▶ [REQUIRED WORK]: The word "contains" occurs in some of the lines below; copy each of those lines.

▶ [MATERIAL SHOWN]:
= Beginning of Section =

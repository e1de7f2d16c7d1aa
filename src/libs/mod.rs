//! Core library modules for the standup application.
//!
//! - **calendar**: working days, holidays and the previous-work-day window
//! - **standup**: query construction, deduplication and report assembly
//! - **config** / **data_storage** / **secret**: settings and stored credentials
//! - **messages**: user-facing text and printing macros
//! - **formatter** / **view**: date formatting and Markdown output
//!
//! ## Usage
//!
//! ```rust,no_run
//! use standup::libs::config::Config;
//! use standup::libs::standup::Standup;
//!
//! let config = Config::read()?;
//! let standup = Standup::new(config.working_calendar()?).filter("list:Work");
//! # Ok::<(), anyhow::Error>(())
//! ```

pub mod calendar;
pub mod config;
pub mod data_storage;
pub mod formatter;
pub mod messages;
pub mod secret;
pub mod standup;
pub mod task;
pub mod view;
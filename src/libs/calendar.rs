//! Business-day calendar used to size the "previous work day" window.
//!
//! A [`WorkingCalendar`] is an immutable value: a set of working weekdays and
//! a set of explicit holidays. A date is a working day iff its weekday is a
//! working weekday and it is not a holiday.
//!
//! ## Usage
//!
//! ```rust
//! use chrono::{NaiveDate, Weekday};
//! use standup::libs::calendar::WorkingCalendar;
//!
//! let calendar = WorkingCalendar::new(
//!     [Weekday::Mon, Weekday::Tue, Weekday::Wed, Weekday::Thu, Weekday::Fri],
//!     Vec::<NaiveDate>::new(),
//! )
//! .unwrap();
//!
//! let monday = NaiveDate::from_ymd_opt(2021, 5, 17).unwrap();
//! let window = calendar.window(monday);
//! assert_eq!(window.previous_working_day, NaiveDate::from_ymd_opt(2021, 5, 14).unwrap());
//! assert!(window.has_gap);
//! ```

use chrono::{Datelike, Duration, NaiveDate, Weekday};
use std::collections::{BTreeSet, HashSet};
use thiserror::Error;

/// Format of holiday dates in the configuration file.
pub const HOLIDAY_FORMAT: &str = "%Y-%m-%d";

#[derive(Debug, Error, PartialEq, Eq)]
pub enum CalendarError {
    #[error("working calendar has no working weekdays")]
    NoWorkingWeekdays,
    #[error("invalid weekday index {0}, expected 0 (Sunday) to 6 (Saturday)")]
    InvalidWeekday(u32),
    #[error("invalid holiday date '{0}', expected YYYY-MM-DD")]
    InvalidHoliday(String),
}

#[derive(Debug, Clone, PartialEq, Eq)]
pub struct WorkingCalendar {
    working_weekdays: HashSet<Weekday>,
    holidays: BTreeSet<NaiveDate>,
}

/// The dates a standup report is built around.
#[derive(Debug, Clone, Copy, PartialEq, Eq)]
pub struct StandupWindow {
    pub reference: NaiveDate,
    pub previous_working_day: NaiveDate,
    /// Non-working days lie strictly between `previous_working_day` and `reference`.
    pub has_gap: bool,
}

impl WorkingCalendar {
    /// Builds a calendar, failing fast when no weekday is a working day.
    pub fn new<W, H>(working_weekdays: W, holidays: H) -> Result<Self, CalendarError>
    where
        W: IntoIterator<Item = Weekday>,
        H: IntoIterator<Item = NaiveDate>,
    {
        let working_weekdays: HashSet<Weekday> = working_weekdays.into_iter().collect();
        if working_weekdays.is_empty() {
            return Err(CalendarError::NoWorkingWeekdays);
        }
        Ok(Self {
            working_weekdays,
            holidays: holidays.into_iter().collect(),
        })
    }

    /// Builds a calendar from configuration values: weekday indices counted
    /// from Sunday (0) and holidays formatted `YYYY-MM-DD`.
    pub fn from_config(weekday_indices: &[u32], holidays: &[String]) -> Result<Self, CalendarError> {
        let weekdays = weekday_indices.iter().map(|&index| weekday_from_index(index)).collect::<Result<Vec<_>, _>>()?;
        let holidays = holidays
            .iter()
            .map(|holiday| {
                NaiveDate::parse_from_str(holiday.trim(), HOLIDAY_FORMAT).map_err(|_| CalendarError::InvalidHoliday(holiday.clone()))
            })
            .collect::<Result<Vec<_>, _>>()?;
        Self::new(weekdays, holidays)
    }

    pub fn is_holiday(&self, date: NaiveDate) -> bool {
        self.holidays.contains(&date)
    }

    pub fn is_working_day(&self, date: NaiveDate) -> bool {
        self.working_weekdays.contains(&date.weekday()) && !self.is_holiday(date)
    }

    /// Walks back from `date` to the closest earlier working day.
    ///
    /// Terminates because the weekday set is never empty and holidays are finite.
    pub fn previous_working_day(&self, date: NaiveDate) -> NaiveDate {
        let mut day = date - Duration::days(1);
        while !self.is_working_day(day) {
            day = day - Duration::days(1);
        }
        day
    }

    pub fn window(&self, reference: NaiveDate) -> StandupWindow {
        let previous_working_day = self.previous_working_day(reference);
        StandupWindow {
            reference,
            previous_working_day,
            has_gap: has_non_working_gap(previous_working_day, reference),
        }
    }
}

/// True when at least one calendar day lies strictly between the two dates.
pub fn has_non_working_gap(previous_working_day: NaiveDate, reference: NaiveDate) -> bool {
    (reference - previous_working_day).num_days() - 1 > 0
}

/// Maps a Sunday-based weekday index (0 = Sunday .. 6 = Saturday).
pub fn weekday_from_index(index: u32) -> Result<Weekday, CalendarError> {
    match index {
        0 => Ok(Weekday::Sun),
        1 => Ok(Weekday::Mon),
        2 => Ok(Weekday::Tue),
        3 => Ok(Weekday::Wed),
        4 => Ok(Weekday::Thu),
        5 => Ok(Weekday::Fri),
        6 => Ok(Weekday::Sat),
        other => Err(CalendarError::InvalidWeekday(other)),
    }
}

= End of Section =

▶ [OUTPUT]:
        self.holidays.contains(&date)
        self.working_weekdays.contains(&date.weekday()) && !self.is_holiday(date)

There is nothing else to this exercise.